Не проронив не слова, психотерапевт взяла в руки топор, который лежал рядом на полу, встала и оценивающе взвесила его в руке. На секунду показалось, что она сделает, как ей сказали, и унесет зловещий черный предмет, но внезапно она передумала. Топор остался в комнате. Она просто подняла уголок ковра и убрала под него свое оружие. Потом села в кресло и обхватила себя руками, ни на кого не глядя.
– Ну, рассказывай, – сказала она. – А потом посмотрим.
Мама глубоко вздохнула. Опустилась на диван рядом со мной и откинулась на спинку.
– Ну хорошо, – сказала она наконец. – Я расскажу, что в действительности случилось одним сентябрьским вечером много лет назад.
Я не могла видеть ее лицо и поняла, что она к этому и стремилась.
39
В отличие от Греты я сохранила в памяти каждую деталь того вечера. Например, помню, что меня пронизывал холод, но я сдерживалась и не просила мужа закрыть окна.
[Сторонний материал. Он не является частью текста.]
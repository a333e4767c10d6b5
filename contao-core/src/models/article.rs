// Contao - front-end rendering core for the Contao CMS
// Copyright (C) 2025 Contao Project Contributors
//
// This program is free software: you can redistribute it and/or modify
// it under the terms of the GNU Affero General Public License as
// published by the Free Software Foundation, either version 3 of the
// License, or (at your option) any later version.
//
// This program is distributed in the hope that it will be useful,
// but WITHOUT ANY WARRANTY; without even the implied warranty of
// MERCHANTABILITY or FITNESS FOR A PARTICULAR PURPOSE.  See the
// GNU Affero General Public License for more details.
//
// You should have received a copy of the GNU Affero General Public License
// along with this program.  If not, see <https://www.gnu.org/licenses/>.

use chrono::{DateTime, Utc};
use serde::{Deserialize, Serialize};

use crate::models::headline::CssId;
use crate::utils::alias::generate_alias;
use crate::visibility::{Protectable, Publishable};

/// Layout columns a page can place articles and modules in.
pub const COLUMNS: &[&str] = &["header", "left", "main", "right", "footer"];

pub fn is_valid_column(column: &str) -> bool {
    COLUMNS.contains(&column)
}

#[derive(Debug, Clone, Serialize, Deserialize, PartialEq)]
pub struct Article {
    pub id: Option<i64>,
    pub pid: i64,
    pub sorting: i64,
    pub title: String,
    pub alias: String,
    pub in_column: String,
    pub show_teaser: bool,
    pub teaser: Option<String>,
    pub css: CssId,
    pub published: bool,
    pub start: Option<DateTime<Utc>>,
    pub stop: Option<DateTime<Utc>>,
    pub protected: bool,
    pub groups: Vec<i64>,
    pub created_at: DateTime<Utc>,
    pub updated_at: DateTime<Utc>,
}

impl Article {
    pub fn new(pid: i64, title: String) -> Self {
        let now = Utc::now();
        Self {
            id: None,
            pid,
            sorting: 0,
            alias: generate_alias(&title),
            title,
            in_column: "main".to_string(),
            show_teaser: false,
            teaser: None,
            css: CssId::default(),
            published: true,
            start: None,
            stop: None,
            protected: false,
            groups: Vec::new(),
            created_at: now,
            updated_at: now,
        }
    }

    pub fn id(&self) -> i64 {
        self.id.unwrap_or_default()
    }

    /// HTML id of the article container: the CSS id, the alias, or `article-<id>`.
    pub fn html_id(&self) -> String {
        if !self.css.id.trim().is_empty() {
            self.css.id.trim().to_string()
        } else if !self.alias.is_empty() {
            self.alias.clone()
        } else {
            format!("article-{}", self.id())
        }
    }

    /// The URL fragment used to address the article on its page.
    pub fn url_key(&self) -> String {
        if self.alias.is_empty() {
            self.id().to_string()
        } else {
            self.alias.clone()
        }
    }

    pub fn is_valid(&self) -> Result<(), String> {
        if self.title.trim().is_empty() {
            return Err("Article title cannot be empty".to_string());
        }
        if !is_valid_column(&self.in_column) {
            return Err(format!("Unknown layout column '{}'", self.in_column));
        }
        Ok(())
    }
}

impl Publishable for Article {
    fn is_published(&self) -> bool {
        self.published
    }

    fn start(&self) -> Option<DateTime<Utc>> {
        self.start
    }

    fn stop(&self) -> Option<DateTime<Utc>> {
        self.stop
    }
}

impl Protectable for Article {
    fn is_protected(&self) -> bool {
        self.protected
    }

    fn allowed_groups(&self) -> &[i64] {
        &self.groups
    }
}

#[cfg(test)]
mod tests {
    use super::*;

    #[test]
    fn test_new_article() {
        let article = Article::new(3, "Welcome Home".to_string());
        assert_eq!(article.pid, 3);
        assert_eq!(article.alias, "welcome-home");
        assert_eq!(article.in_column, "main");
        assert!(article.published);
        assert!(article.is_valid().is_ok());
    }

    #[test]
    fn test_html_id_fallbacks() {
        let mut article = Article::new(1, "Intro".to_string());
        article.id = Some(12);
        assert_eq!(article.html_id(), "intro");

        article.css.id = "custom".to_string();
        assert_eq!(article.html_id(), "custom");

        article.css.id = String::new();
        article.alias = String::new();
        assert_eq!(article.html_id(), "article-12");
        assert_eq!(article.url_key(), "12");
    }

    #[test]
    fn test_invalid_column() {
        let mut article = Article::new(1, "Intro".to_string());
        article.in_column = "sidebar".to_string();
        assert!(article.is_valid().is_err());
    }
}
Помню сигарету в его руке, помню, как вспыхивали на ее кончике красные угольки всякий раз, когда он затягивался; как потом фильтр его сигареты съежился и снова выпрямился. И помню, что он говорил. Каждое слово.
Остатки янтарной жидкости в его стакане плескались, когда он набрасывался на меня. Это, было, конечно, обычным делом. «Лучшая защита – нападение» – таков был его девиз. Все, что я ставила ему в вину, все, что видела, слышала или понимала, всегда оборачивалось против меня. Он ничего не признавал и не отрицал. Стыдно ему тоже не было, и прощения он никогда не просил. Вместо этого с насмешками и издевками шел в контратаку и всячески давал понять, до чего я неприятный человек. А уж как женщина я вызывала у него исключительно омерзение. Я была так отвратительна, что член скрючивался у него в штанах. Я была такая унылая зануда, что часы останавливались. А еще приставучая и плаксивая. Настоящая мандавошка.
Я полагала, что служила ему опорой. Что была сильной. Что он нуждался во мне, даже если сам этого не понимал. Убеждала себя, что с ним я была тем же человеком, что и на работе, среди друзей, во внешнем мире. Человеком, который не поддается на провокации и не позволяет себя сломить. Это получалось с переменным успехом. До тех пор пока он не выбивал землю у меня из-под ног. «Мандавошка». Не знаю, почему именно это слово оказывало на меня такое действие. Знаю только, что, когда он швырял мне его в лицо, я теряла все: голос, равновесие, самообладание.